→ Task directions:
The entries below are to be repeated verbatim, in full.

→ Available records:

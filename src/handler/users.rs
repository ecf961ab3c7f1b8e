use axum::{
    extract::{Path, State},
    http::{HeaderMap, StatusCode},
    routing::{delete, get, post, put},
    Json, Router,
};
use serde::Deserialize;
use std::sync::Arc;
use utoipa::ToSchema;

use crate::{
    crypto::password::generate_password,
    error::ApiError,
    middleware::caller_email,
    repo::users::UserView,
    service::users::{RegisterUser, UpdateUser},
    state::AppState,
};

#[derive(Deserialize, ToSchema)]
pub struct UserRegisterRequest {
    pub user_name: String,
    pub user_email: String,
    pub user_password: String,
    pub user_phone: String,
    pub department_id: String,
}

/// Social providers hand over the profile without a password; one is
/// generated when absent so the row still carries an unguessable digest.
#[derive(Deserialize, ToSchema)]
pub struct SocialUserRegisterRequest {
    pub user_name: String,
    pub user_email: String,
    pub user_password: Option<String>,
    pub user_phone: String,
    pub department_id: String,
}

#[derive(Deserialize, ToSchema)]
pub struct UserLoginRequest {
    pub user_email: String,
    pub user_password: String,
}

#[derive(Deserialize, ToSchema)]
pub struct UserUpdateRequest {
    pub user_name: String,
    pub user_phone: String,
    pub department_id: String,
    pub event_level_name: String,
}

#[derive(Deserialize, ToSchema)]
pub struct ChangePasswordRequest {
    pub current_password: String,
    pub new_password: String,
    pub confirm_password: String,
}

pub fn routes(state: Arc<AppState>) -> Router {
    Router::new()
        .route("/users/auth/signUp", post(sign_up))
        .route("/users/auth/social/signUp", post(social_sign_up))
        .route("/users/auth/signIn", post(sign_in))
        .route("/users/me", get(my_info))
        .route("/users/me", put(update_my_info))
        .route("/users/me", delete(withdraw_me))
        .route("/users/me/password", put(change_password))
        .route("/users/:user_email", get(exists_by_email))
        .with_state(state)
}

#[utoipa::path(
    post,
    path = "/users/auth/signUp",
    request_body = UserRegisterRequest,
    responses(
        (status = 201, description = "Registered"),
        (status = 404, description = "Department or configured default missing"),
        (status = 409, description = "Email already registered")
    ),
    tag = "users"
)]
pub async fn sign_up(
    State(state): State<Arc<AppState>>,
    Json(payload): Json<UserRegisterRequest>,
) -> Result<StatusCode, ApiError> {
    state
        .users()
        .register(RegisterUser {
            user_name: payload.user_name,
            user_email: payload.user_email,
            user_password: payload.user_password,
            user_phone: payload.user_phone,
            department_id: payload.department_id,
            is_socialed: false,
        })
        .await?;
    Ok(StatusCode::CREATED)
}

#[utoipa::path(
    post,
    path = "/users/auth/social/signUp",
    request_body = SocialUserRegisterRequest,
    responses(
        (status = 201, description = "Registered as a social member"),
        (status = 404, description = "Department or configured default missing"),
        (status = 409, description = "Email already registered")
    ),
    tag = "users"
)]
pub async fn social_sign_up(
    State(state): State<Arc<AppState>>,
    Json(payload): Json<SocialUserRegisterRequest>,
) -> Result<StatusCode, ApiError> {
    let user_password = payload.user_password.unwrap_or_else(generate_password);
    state
        .users()
        .register(RegisterUser {
            user_name: payload.user_name,
            user_email: payload.user_email,
            user_password,
            user_phone: payload.user_phone,
            department_id: payload.department_id,
            is_socialed: true,
        })
        .await?;
    Ok(StatusCode::CREATED)
}

#[utoipa::path(
    post,
    path = "/users/auth/signIn",
    request_body = UserLoginRequest,
    responses(
        (status = 200, description = "Credentials verified"),
        (status = 401, description = "Password mismatch"),
        (status = 404, description = "No active account")
    ),
    tag = "users"
)]
pub async fn sign_in(
    State(state): State<Arc<AppState>>,
    Json(payload): Json<UserLoginRequest>,
) -> Result<StatusCode, ApiError> {
    state
        .users()
        .login(&payload.user_email, &payload.user_password)
        .await?;
    Ok(StatusCode::OK)
}

#[utoipa::path(
    get,
    path = "/users/me",
    responses(
        (status = 200, description = "Caller's account", body = UserView),
        (status = 401, description = "Missing or invalid identity header")
    ),
    tag = "users"
)]
pub async fn my_info(
    State(state): State<Arc<AppState>>,
    headers: HeaderMap,
) -> Result<Json<UserView>, ApiError> {
    let email = caller_email(&state, &headers)?;
    let view = state.users().get_user(&email).await?;
    Ok(Json(view))
}

#[utoipa::path(
    put,
    path = "/users/me",
    request_body = UserUpdateRequest,
    responses(
        (status = 204, description = "Updated"),
        (status = 401, description = "Missing or invalid identity header"),
        (status = 404, description = "Account, department, or event level missing")
    ),
    tag = "users"
)]
pub async fn update_my_info(
    State(state): State<Arc<AppState>>,
    headers: HeaderMap,
    Json(payload): Json<UserUpdateRequest>,
) -> Result<StatusCode, ApiError> {
    let email = caller_email(&state, &headers)?;
    state
        .users()
        .update_user(
            &email,
            UpdateUser {
                user_name: payload.user_name,
                user_phone: payload.user_phone,
                department_id: payload.department_id,
                event_level_name: payload.event_level_name,
            },
        )
        .await?;
    Ok(StatusCode::NO_CONTENT)
}

#[utoipa::path(
    put,
    path = "/users/me/password",
    request_body = ChangePasswordRequest,
    responses(
        (status = 204, description = "Password changed"),
        (status = 400, description = "Confirmation mismatch"),
        (status = 401, description = "Current password mismatch")
    ),
    tag = "users"
)]
pub async fn change_password(
    State(state): State<Arc<AppState>>,
    headers: HeaderMap,
    Json(payload): Json<ChangePasswordRequest>,
) -> Result<StatusCode, ApiError> {
    let email = caller_email(&state, &headers)?;

    // Confirmation is a transport-boundary concern; the service does not
    // re-check it.
    if payload.new_password != payload.confirm_password {
        return Err(ApiError::BadRequest(
            "password confirmation mismatch".to_string(),
        ));
    }

    state
        .users()
        .change_password(&email, &payload.current_password, &payload.new_password)
        .await?;
    Ok(StatusCode::NO_CONTENT)
}

#[utoipa::path(
    delete,
    path = "/users/me",
    responses(
        (status = 204, description = "Account withdrawn"),
        (status = 401, description = "Missing or invalid identity header"),
        (status = 404, description = "No active account")
    ),
    tag = "users"
)]
pub async fn withdraw_me(
    State(state): State<Arc<AppState>>,
    headers: HeaderMap,
) -> Result<StatusCode, ApiError> {
    let email = caller_email(&state, &headers)?;
    state.users().withdraw(&email).await?;
    Ok(StatusCode::NO_CONTENT)
}

#[utoipa::path(
    get,
    path = "/users/{user_email}",
    params(
        ("user_email" = String, Path, description = "Email to check")
    ),
    responses(
        (status = 200, description = "Whether an active account exists", body = bool)
    ),
    tag = "users"
)]
pub async fn exists_by_email(
    State(state): State<Arc<AppState>>,
    Path(user_email): Path<String>,
) -> Result<Json<bool>, ApiError> {
    let exists = state.users().exists_by_email(&user_email).await?;
    Ok(Json(exists))
}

→ Result:
filename src/handler/users.rs
repository ecf961ab3c7f1b8e
use axum::{
    extract::{Path, State},
    http::{HeaderMap, StatusCode},
    routing::{delete, get, post, put},
    Json, Router,
};
use serde::Deserialize;
use std::sync::Arc;
use utoipa::ToSchema;

use crate::{
    crypto::password::generate_password,
    error::ApiError,
    middleware::caller_email,
    repo::users::UserView,
    service::users::{RegisterUser, UpdateUser},
    state::AppState,
};

#[derive(Deserialize, ToSchema)]
pub struct UserRegisterRequest {
    pub user_name: String,
    pub user_email: String,
    pub user_password: String,
    pub user_phone: String,
    pub department_id: String,
}

/// Social providers hand over the profile without a password; one is
/// generated when absent so the row still carries an unguessable digest.
#[derive(Deserialize, ToSchema)]
pub struct SocialUserRegisterRequest {
    pub user_name: String,
    pub user_email: String,
    pub user_password: Option<String>,
    pub user_phone: String,
    pub department_id: String,
}

#[derive(Deserialize, ToSchema)]
pub struct UserLoginRequest {
    pub user_email: String,
    pub user_password: String,
}

#[derive(Deserialize, ToSchema)]
pub struct UserUpdateRequest {
    pub user_name: String,
    pub user_phone: String,
    pub department_id: String,
    pub event_level_name: String,
}

#[derive(Deserialize, ToSchema)]
pub struct ChangePasswordRequest {
    pub current_password: String,
    pub new_password: String,
    pub confirm_password: String,
}

pub fn routes(state: Arc<AppState>) -> Router {
    Router::new()
        .route("/users/auth/signUp", post(sign_up))
        .route("/users/auth/social/signUp", post(social_sign_up))
        .route("/users/auth/signIn", post(sign_in))
        .route("/users/me", get(my_info))
        .route("/users/me", put(update_my_info))
        .route("/users/me", delete(withdraw_me))
        .route("/users/me/password", put(change_password))
        .route("/users/:user_email", get(exists_by_email))
        .with_state(state)
}

#[utoipa::path(
    post,
    path = "/users/auth/signUp",
    request_body = UserRegisterRequest,
    responses(
        (status = 201, description = "Registered"),
        (status = 404, description = "Department or configured default missing"),
        (status = 409, description = "Email already registered")
    ),
    tag = "users"
)]
pub async fn sign_up(
    State(state): State<Arc<AppState>>,
    Json(payload): Json<UserRegisterRequest>,
) -> Result<StatusCode, ApiError> {
    state
        .users()
        .register(RegisterUser {
            user_name: payload.user_name,
            user_email: payload.user_email,
            user_password: payload.user_password,
            user_phone: payload.user_phone,
            department_id: payload.department_id,
            is_socialed: false,
        })
        .await?;
    Ok(StatusCode::CREATED)
}

#[utoipa::path(
    post,
    path = "/users/auth/social/signUp",
    request_body = SocialUserRegisterRequest,
    responses(
        (status = 201, description = "Registered as a social member"),
        (status = 404, description = "Department or configured default missing"),
        (status = 409, description = "Email already registered")
    ),
    tag = "users"
)]
pub async fn social_sign_up(
    State(state): State<Arc<AppState>>,
    Json(payload): Json<SocialUserRegisterRequest>,
) -> Result<StatusCode, ApiError> {
    let user_password = payload.user_password.unwrap_or_else(generate_password);
    state
        .users()
        .register(RegisterUser {
            user_name: payload.user_name,
            user_email: payload.user_email,
            user_password,
            user_phone: payload.user_phone,
            department_id: payload.department_id,
            is_socialed: true,
        })
        .await?;
    Ok(StatusCode::CREATED)
}

#[utoipa::path(
    post,
    path = "/users/auth/signIn",
    request_body = UserLoginRequest,
    responses(
        (status = 200, description = "Credentials verified"),
        (status = 401, description = "Password mismatch"),
        (status = 404, description = "No active account")
    ),
    tag = "users"
)]
pub async fn sign_in(
    State(state): State<Arc<AppState>>,
    Json(payload): Json<UserLoginRequest>,
) -> Result<StatusCode, ApiError> {
    state
        .users()
        .login(&payload.user_email, &payload.user_password)
        .await?;
    Ok(StatusCode::OK)
}

#[utoipa::path(
    get,
    path = "/users/me",
    responses(
        (status = 200, description = "Caller's account", body = UserView),
        (status = 401, description = "Missing or invalid identity header")
    ),
    tag = "users"
)]
pub async fn my_info(
    State(state): State<Arc<AppState>>,
    headers: HeaderMap,
) -> Result<Json<UserView>, ApiError> {
    let email = caller_email(&state, &headers)?;
    let view = state.users().get_user(&email).await?;
    Ok(Json(view))
}

#[utoipa::path(
    put,
    path = "/users/me",
    request_body = UserUpdateRequest,
    responses(
        (status = 204, description = "Updated"),
        (status = 401, description = "Missing or invalid identity header"),
        (status = 404, description = "Account, department, or event level missing")
    ),
    tag = "users"
)]
pub async fn update_my_info(
    State(state): State<Arc<AppState>>,
    headers: HeaderMap,
    Json(payload): Json<UserUpdateRequest>,
) -> Result<StatusCode, ApiError> {
    let email = caller_email(&state, &headers)?;
    state
        .users()
        .update_user(
            &email,
            UpdateUser {
                user_name: payload.user_name,
                user_phone: payload.user_phone,
                department_id: payload.department_id,
                event_level_name: payload.event_level_name,
            },
        )
        .await?;
    Ok(StatusCode::NO_CONTENT)
}

#[utoipa::path(
    put,
    path = "/users/me/password",
    request_body = ChangePasswordRequest,
    responses(
        (status = 204, description = "Password changed"),
        (status = 400, description = "Confirmation mismatch"),
        (status = 401, description = "Current password mismatch")
    ),
    tag = "users"
)]
pub async fn change_password(
    State(state): State<Arc<AppState>>,
    headers: HeaderMap,
    Json(payload): Json<ChangePasswordRequest>,
) -> Result<StatusCode, ApiError> {
    let email = caller_email(&state, &headers)?;

    // Confirmation is a transport-boundary concern; the service does not
    // re-check it.
    if payload.new_password != payload.confirm_password {
        return Err(ApiError::BadRequest(
            "password confirmation mismatch".to_string(),
        ));
    }

    state
        .users()
        .change_password(&email, &payload.current_password, &payload.new_password)
        .await?;
    Ok(StatusCode::NO_CONTENT)
}

#[utoipa::path(
    delete,
    path = "/users/me",
    responses(
        (status = 204, description = "Account withdrawn"),
        (status = 401, description = "Missing or invalid identity header"),
        (status = 404, description = "No active account")
    ),
    tag = "users"
)]
pub async fn withdraw_me(
    State(state): State<Arc<AppState>>,
    headers: HeaderMap,
) -> Result<StatusCode, ApiError> {
    let email = caller_email(&state, &headers)?;
    state.users().withdraw(&email).await?;
    Ok(StatusCode::NO_CONTENT)
}

#[utoipa::path(
    get,
    path = "/users/{user_email}",
    params(
        ("user_email" = String, Path, description = "Email to check")
    ),
    responses(
        (status = 200, description = "Whether an active account exists", body = bool)
    ),
    tag = "users"
)]
pub async fn exists_by_email(
    State(state): State<Arc<AppState>>,
    Path(user_email): Path<String>,
) -> Result<Json<bool>, ApiError> {
    let exists = state.users().exists_by_email(&user_email).await?;
    Ok(Json(exists))
}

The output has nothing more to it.